[Opening Extracted records section]

//! Configuration schema definitions.
//!
//! This module defines the complete configuration structure for the gateway.
//! All types derive Serde traits for deserialization from config files.

use serde::{Deserialize, Serialize};

/// Root configuration for the gateway.
#[derive(Debug, Clone, Deserialize, Serialize, Default)]
#[serde(default)]
pub struct GatewayConfig {
    /// Listener configuration (host, port).
    pub listener: ListenerConfig,

    /// Cross-origin access policy.
    pub cors: CorsConfig,

    /// JSON body parsing.
    pub body: BodyConfig,

    /// Development identity header stamping.
    pub identity: IdentityConfig,

    /// Route definitions mapping URL prefixes to collaborators.
    pub routes: Vec<RouteConfig>,

    /// Timeout configuration.
    pub timeouts: TimeoutConfig,

    /// Observability settings.
    pub observability: ObservabilityConfig,
}

impl GatewayConfig {
    /// Route table of the customer portal: auth, customer, and an employee
    /// group mounted under the same prefix as auth.
    pub fn portal_routes(auth: &str, customer: &str, employee: &str) -> Vec<RouteConfig> {
        vec![
            RouteConfig::new("auth", "/api/auth", auth),
            RouteConfig::new("customer", "/api/customer", customer),
            RouteConfig::new("employee", "/api/auth", employee),
        ]
    }
}

/// Listener configuration.
#[derive(Debug, Clone, Deserialize, Serialize)]
#[serde(default)]
pub struct ListenerConfig {
    /// Interface to bind.
    pub host: String,

    /// TCP port.
    pub port: u16,
}

impl ListenerConfig {
    pub fn bind_address(&self) -> String {
        format!("{}:{}", self.host, self.port)
    }
}

impl Default for ListenerConfig {
    fn default() -> Self {
        Self {
            host: "0.0.0.0".to_string(),
            port: 4000,
        }
    }
}

/// CORS policy.
#[derive(Debug, Clone, Deserialize, Serialize)]
#[serde(default)]
pub struct CorsConfig {
    /// Origins allowed to make cross-origin requests (exact match).
    pub allowed_origins: Vec<String>,

    /// Methods announced in `Access-Control-Allow-Methods`.
    pub allowed_methods: Vec<String>,

    /// Headers announced in `Access-Control-Allow-Headers`.
    pub allowed_headers: Vec<String>,

    /// Announce `Access-Control-Allow-Credentials: true`.
    pub allow_credentials: bool,
}

impl Default for CorsConfig {
    fn default() -> Self {
        Self {
            allowed_origins: vec!["http://localhost:3000".to_string()],
            allowed_methods: ["GET", "POST", "PUT", "PATCH", "DELETE", "OPTIONS"]
                .iter()
                .map(|m| m.to_string())
                .collect(),
            allowed_headers: vec!["Content-Type".to_string(), "Authorization".to_string()],
            allow_credentials: true,
        }
    }
}

/// JSON body parsing configuration.
#[derive(Debug, Clone, Deserialize, Serialize)]
#[serde(default)]
pub struct BodyConfig {
    /// Maximum JSON body size in bytes.
    pub max_bytes: usize,

    /// Only accept objects and arrays at the top level.
    pub strict: bool,
}

impl Default for BodyConfig {
    fn default() -> Self {
        Self {
            max_bytes: 100 * 1024,
            strict: true,
        }
    }
}

/// Placeholder identity stamping.
///
/// Development convenience only. Collaborators must not treat the header
/// as proof of identity.
#[derive(Debug, Clone, Deserialize, Serialize)]
#[serde(default)]
pub struct IdentityConfig {
    /// Inject the placeholder when the header is missing.
    pub enabled: bool,

    /// Header carrying the caller identity.
    pub header: String,

    /// Value injected when the header is missing.
    pub placeholder: String,
}

impl Default for IdentityConfig {
    fn default() -> Self {
        Self {
            enabled: false,
            header: "x-user-id".to_string(),
            placeholder: "demo-user".to_string(),
        }
    }
}

/// Route configuration mapping a URL prefix to a collaborator.
#[derive(Debug, Clone, Deserialize, Serialize)]
pub struct RouteConfig {
    /// Route identifier for logging/metrics.
    pub name: String,

    /// Mount prefix (segment-aware match).
    pub path_prefix: String,

    /// Collaborator base URL, e.g. "http://127.0.0.1:8082/api".
    pub upstream: String,

    /// Remove the mount prefix before appending the path to `upstream`.
    #[serde(default = "default_strip_prefix")]
    pub strip_prefix: bool,

    /// Route priority (higher = checked first).
    #[serde(default)]
    pub priority: u32,
}

impl RouteConfig {
    pub fn new(name: &str, path_prefix: &str, upstream: &str) -> Self {
        Self {
            name: name.to_string(),
            path_prefix: path_prefix.to_string(),
            upstream: upstream.to_string(),
            strip_prefix: default_strip_prefix(),
            priority: 0,
        }
    }
}

fn default_strip_prefix() -> bool {
    true
}

/// Timeout configuration for collaborator calls.
#[derive(Debug, Clone, Deserialize, Serialize)]
#[serde(default)]
pub struct TimeoutConfig {
    /// Connection establishment timeout in seconds.
    pub connect_secs: u64,

    /// Total time allowed for a collaborator to respond, in seconds.
    pub upstream_secs: u64,
}

impl Default for TimeoutConfig {
    fn default() -> Self {
        Self {
            connect_secs: 5,
            upstream_secs: 30,
        }
    }
}

/// Observability configuration.
#[derive(Debug, Clone, Deserialize, Serialize)]
#[serde(default)]
pub struct ObservabilityConfig {
    /// Log level (trace, debug, info, warn, error). `RUST_LOG` wins.
    pub log_level: String,

    /// Enable the Prometheus endpoint.
    pub metrics_enabled: bool,

    /// Metrics endpoint bind address.
    pub metrics_address: String,
}

impl Default for ObservabilityConfig {
    fn default() -> Self {
        Self {
            log_level: "info".to_string(),
            metrics_enabled: false,
            metrics_address: "0.0.0.0:9100".to_string(),
        }
    }
}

[Closing Extracted records section]

Problem description —
Print the records once more, exactly as they were given.

Response to this exercise —
//! Configuration schema definitions.
//!
//! This module defines the complete configuration structure for the gateway.
//! All types derive Serde traits for deserialization from config files.

use serde::{Deserialize, Serialize};

/// Root configuration for the gateway.
#[derive(Debug, Clone, Deserialize, Serialize, Default)]
#[serde(default)]
pub struct GatewayConfig {
    /// Listener configuration (host, port).
    pub listener: ListenerConfig,

    /// Cross-origin access policy.
    pub cors: CorsConfig,

    /// JSON body parsing.
    pub body: BodyConfig,

    /// Development identity header stamping.
    pub identity: IdentityConfig,

    /// Route definitions mapping URL prefixes to collaborators.
    pub routes: Vec<RouteConfig>,

    /// Timeout configuration.
    pub timeouts: TimeoutConfig,

    /// Observability settings.
    pub observability: ObservabilityConfig,
}

impl GatewayConfig {
    /// Route table of the customer portal: auth, customer, and an employee
    /// group mounted under the same prefix as auth.
    pub fn portal_routes(auth: &str, customer: &str, employee: &str) -> Vec<RouteConfig> {
        vec![
            RouteConfig::new("auth", "/api/auth", auth),
            RouteConfig::new("customer", "/api/customer", customer),
            RouteConfig::new("employee", "/api/auth", employee),
        ]
    }
}

/// Listener configuration.
#[derive(Debug, Clone, Deserialize, Serialize)]
#[serde(default)]
pub struct ListenerConfig {
    /// Interface to bind.
    pub host: String,

    /// TCP port.
    pub port: u16,
}

impl ListenerConfig {
    pub fn bind_address(&self) -> String {
        format!("{}:{}", self.host, self.port)
    }
}

impl Default for ListenerConfig {
    fn default() -> Self {
        Self {
            host: "0.0.0.0".to_string(),
            port: 4000,
        }
    }
}

/// CORS policy.
#[derive(Debug, Clone, Deserialize, Serialize)]
#[serde(default)]
pub struct CorsConfig {
    /// Origins allowed to make cross-origin requests (exact match).
    pub allowed_origins: Vec<String>,

    /// Methods announced in `Access-Control-Allow-Methods`.
    pub allowed_methods: Vec<String>,

    /// Headers announced in `Access-Control-Allow-Headers`.
    pub allowed_headers: Vec<String>,

    /// Announce `Access-Control-Allow-Credentials: true`.
    pub allow_credentials: bool,
}

impl Default for CorsConfig {
    fn default() -> Self {
        Self {
            allowed_origins: vec!["http://localhost:3000".to_string()],
            allowed_methods: ["GET", "POST", "PUT", "PATCH", "DELETE", "OPTIONS"]
                .iter()
                .map(|m| m.to_string())
                .collect(),
            allowed_headers: vec!["Content-Type".to_string(), "Authorization".to_string()],
            allow_credentials: true,
        }
    }
}

/// JSON body parsing configuration.
#[derive(Debug, Clone, Deserialize, Serialize)]
#[serde(default)]
pub struct BodyConfig {
    /// Maximum JSON body size in bytes.
    pub max_bytes: usize,

    /// Only accept objects and arrays at the top level.
    pub strict: bool,
}

impl Default for BodyConfig {
    fn default() -> Self {
        Self {
            max_bytes: 100 * 1024,
            strict: true,
        }
    }
}

/// Placeholder identity stamping.
///
/// Development convenience only. Collaborators must not treat the header
/// as proof of identity.
#[derive(Debug, Clone, Deserialize, Serialize)]
#[serde(default)]
pub struct IdentityConfig {
    /// Inject the placeholder when the header is missing.
    pub enabled: bool,

    /// Header carrying the caller identity.
    pub header: String,

    /// Value injected when the header is missing.
    pub placeholder: String,
}

impl Default for IdentityConfig {
    fn default() -> Self {
        Self {
            enabled: false,
            header: "x-user-id".to_string(),
            placeholder: "demo-user".to_string(),
        }
    }
}

/// Route configuration mapping a URL prefix to a collaborator.
#[derive(Debug, Clone, Deserialize, Serialize)]
pub struct RouteConfig {
    /// Route identifier for logging/metrics.
    pub name: String,

    /// Mount prefix (segment-aware match).
    pub path_prefix: String,

    /// Collaborator base URL, e.g. "http://127.0.0.1:8082/api".
    pub upstream: String,

    /// Remove the mount prefix before appending the path to `upstream`.
    #[serde(default = "default_strip_prefix")]
    pub strip_prefix: bool,

    /// Route priority (higher = checked first).
    #[serde(default)]
    pub priority: u32,
}

impl RouteConfig {
    pub fn new(name: &str, path_prefix: &str, upstream: &str) -> Self {
        Self {
            name: name.to_string(),
            path_prefix: path_prefix.to_string(),
            upstream: upstream.to_string(),
            strip_prefix: default_strip_prefix(),
            priority: 0,
        }
    }
}

fn default_strip_prefix() -> bool {
    true
}

/// Timeout configuration for collaborator calls.
#[derive(Debug, Clone, Deserialize, Serialize)]
#[serde(default)]
pub struct TimeoutConfig {
    /// Connection establishment timeout in seconds.
    pub connect_secs: u64,

    /// Total time allowed for a collaborator to respond, in seconds.
    pub upstream_secs: u64,
}

impl Default for TimeoutConfig {
    fn default() -> Self {
        Self {
            connect_secs: 5,
            upstream_secs: 30,
        }
    }
}

/// Observability configuration.
#[derive(Debug, Clone, Deserialize, Serialize)]
#[serde(default)]
pub struct ObservabilityConfig {
    /// Log level (trace, debug, info, warn, error). `RUST_LOG` wins.
    pub log_level: String,

    /// Enable the Prometheus endpoint.
    pub metrics_enabled: bool,

    /// Metrics endpoint bind address.
    pub metrics_address: String,
}

impl Default for ObservabilityConfig {
    fn default() -> Self {
        Self {
            log_level: "info".to_string(),
            metrics_enabled: false,
            metrics_address: "0.0.0.0:9100".to_string(),
        }
    }
}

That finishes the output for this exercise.